▸ **Saved data entries**
§
//! UTF-16 encoding.

use core::{array, iter};

use crate::{
    MAX_CODE_POINT,
    code_points::CodePoints,
    error::{ErrorKind, UtfError},
    sink::Sink,
};

/// The UTF-16 form of a single code point: one unit, or a surrogate pair.
#[derive(Debug, Clone, Copy, PartialEq, Eq)]
pub struct Utf16Units {
    units: [u16; 2],
    len: u8,
}

impl Utf16Units {
    /// Encodes `code_point`, or returns `None` if it is above U+10FFFF.
    ///
    /// Values up to U+FFFF map to themselves, lone surrogates included.
    ///
    /// ```rust
    /// use utfconv::Utf16Units;
    ///
    /// let pair = Utf16Units::from_code_point(0x10FFFF).unwrap();
    /// assert_eq!(pair.as_slice(), &[0xDBFF, 0xDFFF]);
    /// assert_eq!(Utf16Units::from_code_point(0x110000), None);
    /// ```
    #[must_use]
    pub fn from_code_point(code_point: u32) -> Option<Self> {
        if let Ok(unit) = u16::try_from(code_point) {
            return Some(Self {
                units: [unit, 0],
                len: 1,
            });
        }
        if code_point > MAX_CODE_POINT {
            return None;
        }
        let v = code_point - 0x1_0000;
        // `v` has at most 20 bits, so each half fits in 10.
        #[allow(clippy::cast_possible_truncation)]
        let (high, low) = ((v >> 10) as u16 + 0xD800, (v & 0x3FF) as u16 + 0xDC00);
        Some(Self {
            units: [high, low],
            len: 2,
        })
    }

    /// The encoded units.
    #[must_use]
    pub fn as_slice(&self) -> &[u16] {
        &self.units[..usize::from(self.len)]
    }

    /// Whether this is a surrogate pair.
    #[must_use]
    pub fn is_pair(&self) -> bool {
        self.len == 2
    }
}

impl IntoIterator for Utf16Units {
    type Item = u16;
    type IntoIter = iter::Take<array::IntoIter<u16, 2>>;

    fn into_iter(self) -> Self::IntoIter {
        self.units.into_iter().take(usize::from(self.len))
    }
}

/// Writes code points into a UTF-16 [`Sink`].
///
/// Each call to [`Utf16Encoder::emit`] depends only on its argument; no state
/// is carried between code points apart from the count of units written, which
/// positions errors in the destination.
#[derive(Debug)]
pub struct Utf16Encoder<K> {
    sink: K,
    written: usize,
}

impl<K: Sink<u16>> Utf16Encoder<K> {
    /// Creates an encoder writing into `sink`.
    pub fn new(sink: K) -> Self {
        Self { sink, written: 0 }
    }

    /// Encodes one code point.
    ///
    /// # Errors
    ///
    /// - [`ErrorKind::CodePointOutOfRange`] if `code_point` is above U+10FFFF.
    /// - [`ErrorKind::DestinationFull`] if the sink refuses a unit. The high
    ///   half of a pair may already have been written.
    ///
    /// Both are positioned at the number of units written before the failure.
    pub fn emit(&mut self, code_point: u32) -> Result<(), UtfError> {
        let Some(units) = Utf16Units::from_code_point(code_point) else {
            tracing::trace!(code_point, written = self.written, "code point out of UTF-16 range");
            return Err(UtfError::at_destination(
                ErrorKind::CodePointOutOfRange,
                self.written,
            ));
        };
        for unit in units {
            if self.sink.put(unit).is_err() {
                tracing::debug!(written = self.written, "UTF-16 sink is full");
                return Err(UtfError::at_destination(
                    ErrorKind::DestinationFull,
                    self.written,
                ));
            }
            self.written += 1;
        }
        Ok(())
    }

    /// Number of units written so far.
    pub fn written(&self) -> usize {
        self.written
    }

    /// Returns the sink.
    pub fn into_inner(self) -> K {
        self.sink
    }
}

/// Encodes `source` as UTF-16 into `sink` and returns the number of units
/// written.
///
/// `source` may be UTF-8 bytes, which are decoded on the fly, or code points.
///
/// # Errors
///
/// Decode errors are positioned in the source. Range and capacity errors are
/// positioned in the destination. Output written before the error is left in
/// the sink.
///
/// ```rust
/// use utfconv::{encode_to_utf16, ErrorKind, FromCodePoints, Position};
///
/// let mut out = Vec::new();
/// assert_eq!(encode_to_utf16(b"\xF0\x90\x80\x80", &mut out), Ok(2));
/// assert_eq!(out, [0xD800, 0xDC00]);
///
/// let err = encode_to_utf16(FromCodePoints([0x41_u32, 0x11_0000]), &mut out).unwrap_err();
/// assert_eq!(err.kind(), ErrorKind::CodePointOutOfRange);
/// assert_eq!(err.position(), Position::Destination(1));
/// ```
pub fn encode_to_utf16<C, K>(source: C, sink: K) -> Result<usize, UtfError>
where
    C: CodePoints,
    K: Sink<u16>,
{
    let mut encoder = Utf16Encoder::new(sink);
    source.try_for_each_code_point(|_, code_point| encoder.emit(code_point))?;
    Ok(encoder.written())
}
§
▸ **What the exercise asks**
Where a line of the records contains the word "above", copy that line.

▸ **Task answer**
    /// Encodes `code_point`, or returns `None` if it is above U+10FFFF.
    /// - [`ErrorKind::CodePointOutOfRange`] if `code_point` is above U+10FFFF.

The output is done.